When I started building microservices in .NET my natural instinct was to follow the traditional layered architecture. Controllers at the top then services then repositories. This felt familiar and clean at first. But as the project grew I started to notice friction. Small changes required touching multiple layers. Features were scattered across folders. Understanding the full flow of a single use case took time.
While working on this project I learned and applied Vertical Slice Architecture. This approach changed how I think about designing microservices.
Layered architecture vs vertical slices
In layered architecture we organize code by technical concerns. Controllers go in one folder. Services in another. Data access somewhere else. This looks neat but a single business feature is split across many places.

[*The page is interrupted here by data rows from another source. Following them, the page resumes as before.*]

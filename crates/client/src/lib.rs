//! `tb-client` — client session for the ToolBus protocol.
//!
//! Exposes a synchronous-looking `call` interface over the asynchronous
//! transport: each call gets a fresh correlation id, a pending slot, and
//! a local timeout; the background reader task routes responses back by
//! id, so calls from many tasks can be in flight at once.
//!
//! ```rust,ignore
//! use std::time::Duration;
//! use tb_client::ClientBuilder;
//!
//! let session = ClientBuilder::new()
//!     .client_name("example")
//!     .default_timeout(Duration::from_secs(10))
//!     .connect_tcp("127.0.0.1:4180")
//!     .await?;
//!
//! let tools = session.list_tools().await?;
//! let result = session.call("echo", serde_json::json!({ "x": 1 })).await?;
//! session.shutdown().await;
//! ```
//!
//! A session can also spawn the server as a child process and talk to it
//! over its stdin/stdout pipe — the same shape the original stdio tool
//! servers use.

pub mod builder;
pub mod session;
pub mod transport;

pub use builder::ClientBuilder;
pub use session::{ClientError, ClientSession};
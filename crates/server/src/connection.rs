//! Per-connection lifecycle.
//!
//! Flow:
//! 1. Client sends `hello` within the handshake timeout
//! 2. Server answers `welcome` with a fresh session id
//! 3. Message loop — inbound frames feed the [`Dispatcher`], outbound
//!    messages flow through an mpsc channel to a dedicated writer task
//! 4. Teardown — on EOF or a malformed frame the connection closes and
//!    every in-flight call on it is cancelled
//!
//! A protocol fault here closes only this connection; other connections
//! and the process are untouched.

use std::sync::Arc;

use tokio::io::{AsyncRead, AsyncWrite, BufReader};
use tokio::sync::mpsc;
use tokio_util::sync::CancellationToken;

use tb_protocol::{
    read_frame, write_frame, ErrorKind, FrameError, WireError, WireMessage, PROTOCOL_VERSION,
};

use crate::config::ServerConfig;
use crate::dispatcher::Dispatcher;
use crate::inflight::InflightTable;
use crate::registry::ToolRegistry;
use crate::sandbox::Sandbox;

/// Drive one connection to completion. `shutdown` aborts the loop early
/// (server going away); teardown still runs, so in-flight calls are
/// cancelled either way.
pub async fn run_connection<R, W>(
    reader: R,
    writer: W,
    registry: Arc<ToolRegistry>,
    sandbox: Arc<Sandbox>,
    config: ServerConfig,
    shutdown: CancellationToken,
    peer: String,
) where
    R: AsyncRead + Unpin,
    W: AsyncWrite + Unpin + Send + 'static,
{
    let mut reader = BufReader::new(reader);
    let mut writer = writer;
    let max_bytes = config.max_frame_bytes;

    // ── Handshake ────────────────────────────────────────────────────
    let hello = tokio::time::timeout(
        config.handshake_timeout(),
        read_frame(&mut reader, max_bytes),
    )
    .await;

    let (client_name, client_version) = match hello {
        Ok(Ok(WireMessage::Hello {
            protocol_version,
            client_name,
            client_version,
        })) => {
            if protocol_version != PROTOCOL_VERSION {
                tracing::warn!(
                    peer = %peer,
                    client_version = protocol_version,
                    server_version = PROTOCOL_VERSION,
                    "protocol version mismatch, closing"
                );
                return;
            }
            (client_name, client_version)
        }
        Ok(Ok(_other)) => {
            tracing::warn!(peer = %peer, "first message was not hello, closing");
            return;
        }
        Ok(Err(e)) => {
            tracing::debug!(peer = %peer, error = %e, "connection ended before handshake");
            return;
        }
        Err(_) => {
            tracing::warn!(peer = %peer, "handshake timeout, closing");
            return;
        }
    };

    let session_id = uuid::Uuid::new_v4().to_string();
    let welcome = WireMessage::Welcome {
        protocol_version: PROTOCOL_VERSION,
        server_version: env!("CARGO_PKG_VERSION").to_string(),
        session_id: session_id.clone(),
    };
    if write_frame(&mut writer, &welcome, max_bytes).await.is_err() {
        tracing::warn!(peer = %peer, "failed to send welcome");
        return;
    }

    tracing::info!(
        peer = %peer,
        session_id = %session_id,
        client = %format!("{client_name}/{client_version}"),
        "client connected"
    );

    // ── Message loop ─────────────────────────────────────────────────
    let (outbound_tx, mut outbound_rx) = mpsc::channel::<WireMessage>(64);

    // Writer task: forwards outbound messages to the transport. An
    // oversized response is replaced by a contract failure so the call
    // still settles with exactly one response.
    let writer_task = tokio::spawn(async move {
        while let Some(msg) = outbound_rx.recv().await {
            match write_frame(&mut writer, &msg, max_bytes).await {
                Ok(()) => {}
                Err(FrameError::TooLarge { actual, limit }) => {
                    if let WireMessage::Response { id, .. } = &msg {
                        let fallback = WireMessage::failure(
                            id.as_str(),
                            WireError::new(
                                ErrorKind::Contract,
                                format!("result of {actual} bytes exceeds frame limit of {limit} bytes"),
                            ),
                        );
                        if write_frame(&mut writer, &fallback, limit).await.is_err() {
                            break;
                        }
                    } else {
                        tracing::warn!(
                            bytes = actual,
                            limit,
                            "dropping oversized outbound message"
                        );
                    }
                }
                Err(_) => break,
            }
        }
    });

    let inflight = Arc::new(InflightTable::new());
    let dispatcher = Dispatcher::new(
        registry,
        sandbox,
        inflight.clone(),
        outbound_tx,
        config.call_timeout(),
    );

    loop {
        let frame = tokio::select! {
            frame = read_frame(&mut reader, max_bytes) => frame,
            _ = shutdown.cancelled() => {
                tracing::info!(peer = %peer, session_id = %session_id, "connection closed by shutdown");
                break;
            }
        };
        match frame {
            Ok(msg) => dispatcher.handle(msg).await,
            Err(FrameError::Closed) => {
                tracing::info!(peer = %peer, session_id = %session_id, "client disconnected");
                break;
            }
            Err(e) => {
                tracing::warn!(
                    peer = %peer,
                    session_id = %session_id,
                    error = %e,
                    "protocol fault, closing connection"
                );
                break;
            }
        }
    }

    // ── Teardown ─────────────────────────────────────────────────────
    let cancelled = inflight.cancel_all();
    writer_task.abort();
    if cancelled > 0 {
        tracing::info!(
            peer = %peer,
            session_id = %session_id,
            cancelled_in_flight = cancelled,
            "connection torn down with calls in flight"
        );
    }
}

#[cfg(test)]
mod tests {
    use super::*;
    use crate::registry::{ToolContext, ToolDescriptor, ToolHandler};
    use serde_json::Value;
    use std::time::Duration;
    use tokio::io::{ReadHalf, WriteHalf};

    struct Echo;
    #[async_trait::async_trait]
    impl ToolHandler for Echo {
        async fn call(&self, _ctx: ToolContext, args: Value) -> anyhow::Result<Value> {
            Ok(args)
        }
    }

    /// Returns a string of `n` bytes — output far larger than its input.
    struct Inflate;
    #[async_trait::async_trait]
    impl ToolHandler for Inflate {
        async fn call(&self, _ctx: ToolContext, args: Value) -> anyhow::Result<Value> {
            let n = args["n"].as_u64().unwrap_or(0) as usize;
            Ok(Value::String("a".repeat(n)))
        }
    }

    fn spawn_connection(
        config: ServerConfig,
    ) -> (
        BufReader<ReadHalf<tokio::io::DuplexStream>>,
        WriteHalf<tokio::io::DuplexStream>,
        tokio::task::JoinHandle<()>,
    ) {
        let mut registry = ToolRegistry::new();
        registry
            .register(
                ToolDescriptor::new(
                    "echo",
                    "",
                    serde_json::json!(true),
                    serde_json::json!(true),
                    Echo,
                )
                .unwrap(),
            )
            .unwrap();
        registry
            .register(
                ToolDescriptor::new(
                    "inflate",
                    "",
                    serde_json::json!(true),
                    serde_json::json!(true),
                    Inflate,
                )
                .unwrap(),
            )
            .unwrap();

        let (client, server) = tokio::io::duplex(64 * 1024);
        let (server_read, server_write) = tokio::io::split(server);
        let (client_read, client_write) = tokio::io::split(client);

        let sandbox = Arc::new(Sandbox::new(4, Duration::from_millis(100)));
        let handle = tokio::spawn(run_connection(
            server_read,
            server_write,
            Arc::new(registry),
            sandbox,
            config,
            CancellationToken::new(),
            "test".into(),
        ));

        (BufReader::new(client_read), client_write, handle)
    }

    fn hello() -> WireMessage {
        WireMessage::Hello {
            protocol_version: PROTOCOL_VERSION,
            client_name: "test".into(),
            client_version: "0.0.0".into(),
        }
    }

    const MAX: usize = tb_protocol::MAX_FRAME_BYTES;

    #[tokio::test]
    async fn handshake_then_echo() {
        let (mut read, mut write, _handle) = spawn_connection(ServerConfig::default());

        write_frame(&mut write, &hello(), MAX).await.unwrap();
        let welcome = read_frame(&mut read, MAX).await.unwrap();
        assert!(matches!(welcome, WireMessage::Welcome { .. }));

        write_frame(
            &mut write,
            &WireMessage::Request {
                id: "r1".into(),
                tool: "echo".into(),
                args: serde_json::json!({ "hi": true }),
            },
            MAX,
        )
        .await
        .unwrap();

        match read_frame(&mut read, MAX).await.unwrap() {
            WireMessage::Response { id, ok, result, .. } => {
                assert_eq!(id, "r1");
                assert!(ok);
                assert_eq!(result, Some(serde_json::json!({ "hi": true })));
            }
            other => panic!("expected response, got {other:?}"),
        }
    }

    #[tokio::test]
    async fn non_hello_first_message_closes_connection() {
        let (mut read, mut write, handle) = spawn_connection(ServerConfig::default());

        write_frame(&mut write, &WireMessage::DiscoveryRequest, MAX)
            .await
            .unwrap();

        // No welcome — the server just goes away.
        let err = read_frame(&mut read, MAX).await.unwrap_err();
        assert!(matches!(err, FrameError::Closed));
        handle.await.unwrap();
    }

    #[tokio::test]
    async fn version_mismatch_closes_connection() {
        let (mut read, mut write, handle) = spawn_connection(ServerConfig::default());

        write_frame(
            &mut write,
            &WireMessage::Hello {
                protocol_version: PROTOCOL_VERSION + 1,
                client_name: "test".into(),
                client_version: "0.0.0".into(),
            },
            MAX,
        )
        .await
        .unwrap();

        let err = read_frame(&mut read, MAX).await.unwrap_err();
        assert!(matches!(err, FrameError::Closed));
        handle.await.unwrap();
    }

    #[tokio::test]
    async fn malformed_frame_closes_connection() {
        use tokio::io::AsyncWriteExt;

        let (mut read, mut write, handle) = spawn_connection(ServerConfig::default());

        write_frame(&mut write, &hello(), MAX).await.unwrap();
        let _welcome = read_frame(&mut read, MAX).await.unwrap();

        write.write_all(b"this is not json\n").await.unwrap();
        write.flush().await.unwrap();

        let err = read_frame(&mut read, MAX).await.unwrap_err();
        assert!(matches!(err, FrameError::Closed));
        handle.await.unwrap();
    }

    #[tokio::test]
    async fn oversized_result_becomes_contract_failure() {
        let config = ServerConfig {
            max_frame_bytes: 512,
            ..Default::default()
        };
        let (mut read, mut write, _handle) = spawn_connection(config);

        write_frame(&mut write, &hello(), 512).await.unwrap();
        let _welcome = read_frame(&mut read, 512).await.unwrap();

        // Small request, response far over the frame limit.
        write_frame(
            &mut write,
            &WireMessage::Request {
                id: "r1".into(),
                tool: "inflate".into(),
                args: serde_json::json!({ "n": 4096 }),
            },
            512,
        )
        .await
        .unwrap();

        match read_frame(&mut read, 512).await.unwrap() {
            WireMessage::Response { id, ok, error, .. } => {
                assert_eq!(id, "r1");
                assert!(!ok);
                assert_eq!(error.unwrap().kind, ErrorKind::Contract);
            }
            other => panic!("expected response, got {other:?}"),
        }
    }
}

In Vertical Slice Architecture we organize code by features. Each feature owns everything it needs. Request model handler validation mapping and endpoint live together. If I want to understand or change a feature I only look at one place.
This difference sounds small but the impact is big.
How vertical slices reduce coupling
In layered systems controllers depend on services and services depend on repositories. Over time these services become shared by many features. A small change for one feature risks breaking another. This creates tight coupling.
With vertical slices each feature has its own flow. A feature talks directly to what it needs. Other features are not affected. There is no shared service layer that slowly turns into a god class.
In my project this made changes safer and faster. I could add or modify a feature without worrying about side effects.
Role of MediatR
MediatR played a key role in enabling this style. Each feature is expressed as a command or a query. The handler contains the business logic for that use case.
There is no controller calling multiple services. The endpoint sends a request and the handler does the work. This makes the flow explicit and easy to follow.
It also helped me add cross cutting concerns like validation and logging without polluting business code.
Role of Carter
Carter helped keep endpoints minimal and feature focused. Instead of large controllers with many actions each feature defines its own endpoint.
Endpoint definition request and response stay close to the handler. This matches the idea of a vertical slice very well.
As a result my API surface became easier to read and easier to maintain.
Why modern .NET microservices prefer this approach
Modern microservices favor changeability over perfect abstraction. Vertical slices optimize for change. Features are isolated. Code is easier to reason about. New developers can onboard faster.
In this project I felt that benefit directly. Debugging became simpler. Refactoring felt safer. The codebase stayed organized even as features increased.
What I learned
Vertical Slice Architecture is not about new tools. It is about aligning code with business use cases. MediatR and Carter are enablers not the goal.
If you are building microservices in .NET and feel friction with controllers and service layers this approach is worth trying. It changed how I design systems and how confidently I evolve them.